▽

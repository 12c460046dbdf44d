//! taskd - task service with background auto-completion.

mod auth;
mod config;
mod error;
mod server;

use std::net::SocketAddr;
use std::sync::Arc;

use anyhow::Context;
use chrono::Utc;
use clap::Parser;
use taskd_core::app::AppBuilder;
use taskd_core::domain::Caller;
use taskd_core::impls::{InMemoryTaskStore, InMemoryUserStore};
use taskd_core::ports::{Clock, IdGenerator, SystemClock, UlidGenerator};
use tracing_subscriber::{layer::SubscriberExt, util::SubscriberInitExt};

use crate::auth::JwtKeys;
use crate::config::{Cli, Command, ServeArgs, TokenArgs};
use crate::server::{AppState, create_router};

#[tokio::main]
async fn main() -> anyhow::Result<()> {
    // Load .env file if present (before anything else)
    let _ = dotenvy::dotenv();

    tracing_subscriber::registry()
        .with(
            tracing_subscriber::EnvFilter::try_from_default_env()
                .unwrap_or_else(|_| "taskd=info,taskd_core=info,tower_http=info".into()),
        )
        .with(tracing_subscriber::fmt::layer())
        .init();

    match Cli::parse().command {
        Command::Serve(args) => serve(args).await,
        Command::Token(args) => issue_token(args),
    }
}

async fn serve(args: ServeArgs) -> anyhow::Result<()> {
    let clock: Arc<dyn Clock> = Arc::new(SystemClock);

    let store = InMemoryTaskStore::connect(&args.database_url, Arc::clone(&clock))
        .context("failed to connect to the task store")?;
    tracing::info!(store = store.name(), "connected to task store");

    let users = InMemoryUserStore::connect(&args.database_url, Arc::clone(&clock))
        .context("failed to connect to the user store")?;
    tracing::info!(store = users.name(), "connected to user store");

    let app = AppBuilder::new()
        .store(Arc::new(store))
        .users(Arc::new(users))
        .clock(clock)
        .auto_complete(args.auto_complete())
        .build()
        .context("invalid auto-completion settings")?;

    let completer = Arc::clone(&app.auto_completer).spawn();

    let state = AppState::new(
        app.service,
        app.users,
        JwtKeys::from_secret(&args.jwt_secret),
    );
    let router = create_router(state);

    let addr: SocketAddr = format!("{}:{}", args.host, args.port)
        .parse()
        .with_context(|| format!("invalid listen address {}:{}", args.host, args.port))?;
    let listener = tokio::net::TcpListener::bind(addr)
        .await
        .with_context(|| format!("failed to bind {addr}"))?;
    tracing::info!("Starting server at http://{}", addr);

    let served = axum::serve(listener, router)
        .with_graceful_shutdown(shutdown_signal())
        .await;

    tracing::info!("HTTP server stopped, waiting for auto-completion to drain");
    completer.shutdown_and_join().await;

    served.context("server error")?;
    tracing::info!("Server exited gracefully");
    Ok(())
}

fn issue_token(args: TokenArgs) -> anyhow::Result<()> {
    let user_id = args
        .user
        .unwrap_or_else(|| UlidGenerator::new(SystemClock).generate_user_id());
    let caller = Caller {
        user_id,
        role: args.role.into(),
    };

    let token = JwtKeys::from_secret(&args.jwt_secret)
        .issue(&caller, Utc::now())
        .context("failed to sign token")?;

    println!("{token}");
    Ok(())
}

/// Resolves on SIGINT (Ctrl-C) or SIGTERM.
async fn shutdown_signal() {
    let ctrl_c = async {
        if let Err(e) = tokio::signal::ctrl_c().await {
            tracing::warn!(error = %e, "failed to listen for Ctrl-C");
            std::future::pending::<()>().await;
        }
    };

    #[cfg(unix)]
    let terminate = async {
        match tokio::signal::unix::signal(tokio::signal::unix::SignalKind::terminate()) {
            Ok(mut signal) => {
                signal.recv().await;
            }
            Err(e) => {
                tracing::warn!(error = %e, "failed to listen for SIGTERM");
                std::future::pending::<()>().await;
            }
        }
    };

    #[cfg(not(unix))]
    let terminate = std::future::pending::<()>();

    tokio::select! {
        _ = ctrl_c => tracing::info!("received Ctrl-C, shutting down"),
        _ = terminate => tracing::info!("received SIGTERM, shutting down"),
    }
}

△

Task instructions: Start with the first line of the data and print every line exactly. The line containing "let router = create_router(state);" is the last one to include.

Reply:
repository 12c460046dbdf44d
//! taskd - task service with background auto-completion.

mod auth;
mod config;
mod error;
mod server;

use std::net::SocketAddr;
use std::sync::Arc;

use anyhow::Context;
use chrono::Utc;
use clap::Parser;
use taskd_core::app::AppBuilder;
use taskd_core::domain::Caller;
use taskd_core::impls::{InMemoryTaskStore, InMemoryUserStore};
use taskd_core::ports::{Clock, IdGenerator, SystemClock, UlidGenerator};
use tracing_subscriber::{layer::SubscriberExt, util::SubscriberInitExt};

use crate::auth::JwtKeys;
use crate::config::{Cli, Command, ServeArgs, TokenArgs};
use crate::server::{AppState, create_router};

#[tokio::main]
async fn main() -> anyhow::Result<()> {
    // Load .env file if present (before anything else)
    let _ = dotenvy::dotenv();

    tracing_subscriber::registry()
        .with(
            tracing_subscriber::EnvFilter::try_from_default_env()
                .unwrap_or_else(|_| "taskd=info,taskd_core=info,tower_http=info".into()),
        )
        .with(tracing_subscriber::fmt::layer())
        .init();

    match Cli::parse().command {
        Command::Serve(args) => serve(args).await,
        Command::Token(args) => issue_token(args),
    }
}

async fn serve(args: ServeArgs) -> anyhow::Result<()> {
    let clock: Arc<dyn Clock> = Arc::new(SystemClock);

    let store = InMemoryTaskStore::connect(&args.database_url, Arc::clone(&clock))
        .context("failed to connect to the task store")?;
    tracing::info!(store = store.name(), "connected to task store");

    let users = InMemoryUserStore::connect(&args.database_url, Arc::clone(&clock))
        .context("failed to connect to the user store")?;
    tracing::info!(store = users.name(), "connected to user store");

    let app = AppBuilder::new()
        .store(Arc::new(store))
        .users(Arc::new(users))
        .clock(clock)
        .auto_complete(args.auto_complete())
        .build()
        .context("invalid auto-completion settings")?;

    let completer = Arc::clone(&app.auto_completer).spawn();

    let state = AppState::new(
        app.service,
        app.users,
        JwtKeys::from_secret(&args.jwt_secret),
    );
    let router = create_router(state);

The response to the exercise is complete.